╭──
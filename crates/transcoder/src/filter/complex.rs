//! Assembles the `-filter_complex` graph and its stream mappings.

use crate::state::FrameState;
use crate::step::PipelineStep;

use super::audio::AudioFilter;
use super::overlay::OverlayLayer;
use super::video::VideoFilter;

/// An input stream addressed as `input:stream`.
#[derive(Debug, Clone, Copy, PartialEq, Eq)]
pub struct StreamRef {
    pub input: usize,
    pub stream: u32,
}

impl StreamRef {
    pub fn new(input: usize, stream: u32) -> Self {
        Self { input, stream }
    }

    fn label(&self) -> String {
        format!("[{}:{}]", self.input, self.stream)
    }

    fn specifier(&self) -> String {
        format!("{}:{}", self.input, self.stream)
    }
}

#[derive(Debug, Clone, Default)]
pub struct ComplexFilter {
    video: Option<StreamRef>,
    video_filters: Vec<VideoFilter>,
    overlays: Vec<OverlayLayer>,
    /// Runs after the last overlay, or at the end of the main chain without overlays.
    tail: Vec<VideoFilter>,
    audio: Option<StreamRef>,
    audio_filters: Vec<AudioFilter>,
    subtitle: Option<StreamRef>,
}

impl ComplexFilter {
    pub fn new(video: Option<StreamRef>, audio: Option<StreamRef>) -> Self {
        Self {
            video,
            audio,
            ..Default::default()
        }
    }

    pub fn with_video_filters(mut self, filters: Vec<VideoFilter>) -> Self {
        self.video_filters = filters;
        self
    }

    /// Layers are composited in ascending z-index; ties keep insertion order.
    pub fn with_overlays(mut self, mut overlays: Vec<OverlayLayer>) -> Self {
        overlays.sort_by_key(|layer| layer.z_index);
        self.overlays = overlays;
        self
    }

    pub fn with_tail(mut self, tail: Vec<VideoFilter>) -> Self {
        self.tail = tail;
        self
    }

    pub fn with_audio_filters(mut self, filters: Vec<AudioFilter>) -> Self {
        self.audio_filters = filters;
        self
    }

    pub fn with_subtitle_stream(mut self, subtitle: StreamRef) -> Self {
        self.subtitle = Some(subtitle);
        self
    }

    pub fn video_filters(&self) -> &[VideoFilter] {
        &self.video_filters
    }

    pub fn overlays(&self) -> &[OverlayLayer] {
        &self.overlays
    }

    pub fn has_video_filters(&self) -> bool {
        !(self.video_filters.is_empty() && self.overlays.is_empty() && self.tail.is_empty())
    }

    /// The filter graph text and the labels to map, video first.
    pub fn graph(&self) -> (String, Option<String>, Option<String>) {
        let mut chains = Vec::new();

        let audio_label = self.audio.map(|audio| {
            if self.audio_filters.is_empty() {
                audio.specifier()
            } else {
                let body: Vec<String> = self.audio_filters.iter().map(AudioFilter::filter).collect();
                chains.push(format!("{}{}[a]", audio.label(), body.join(",")));
                "[a]".to_string()
            }
        });

        let video_label = self.video.map(|video| {
            if !self.has_video_filters() {
                return video.specifier();
            }

            let render = |filters: &[VideoFilter]| -> Vec<String> {
                filters
                    .iter()
                    .map(VideoFilter::filter)
                    .filter(|f| !f.is_empty())
                    .collect()
            };
            let mut main = render(&self.video_filters);
            if self.overlays.is_empty() {
                main.extend(render(&self.tail));
            }

            let mut current = if main.is_empty() {
                video.label()
            } else {
                chains.push(format!("{}{}[v]", video.label(), main.join(",")));
                "[v]".to_string()
            };

            let last = self.overlays.len().saturating_sub(1);
            for (i, layer) in self.overlays.iter().enumerate() {
                let side = StreamRef::new(layer.input.0, layer.input.1);
                let side_label = if layer.prepare.is_empty() {
                    side.label()
                } else {
                    chains.push(format!(
                        "{}{}[{}]",
                        side.label(),
                        layer.prepare.join(","),
                        layer.label
                    ));
                    format!("[{}]", layer.label)
                };

                let mut composite = vec![layer.overlay.filter()];
                if i == last {
                    composite.extend(render(&self.tail));
                }
                let output = format!("[{}]", layer.output_label());
                chains.push(format!("{current}{side_label}{}{output}", composite.join(",")));
                current = output;
            }
            current
        });

        (chains.join(";"), video_label, audio_label)
    }
}

impl PipelineStep for ComplexFilter {
    fn filter_options(&self) -> Vec<String> {
        let (graph, video, audio) = self.graph();
        let mut args = Vec::new();
        if !graph.is_empty() {
            args.push("-filter_complex".into());
            args.push(graph);
        }
        for label in [video, audio].into_iter().flatten() {
            args.push("-map".into());
            args.push(label);
        }
        if let Some(subtitle) = self.subtitle {
            args.push("-map".into());
            args.push(subtitle.specifier());
        }
        args
    }

    /// Folds the main chain, then the tail. Overlays leave the main frame state alone.
    fn next_state(&self, current: &FrameState) -> FrameState {
        self.video_filters
            .iter()
            .chain(&self.tail)
            .fold(current.clone(), |state, filter| filter.next_state(&state))
    }
}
╰──
Problem to work on:
Using the entries above, work out how many lines include the word "PipelineStep", and give only that count.

Exercise response:
2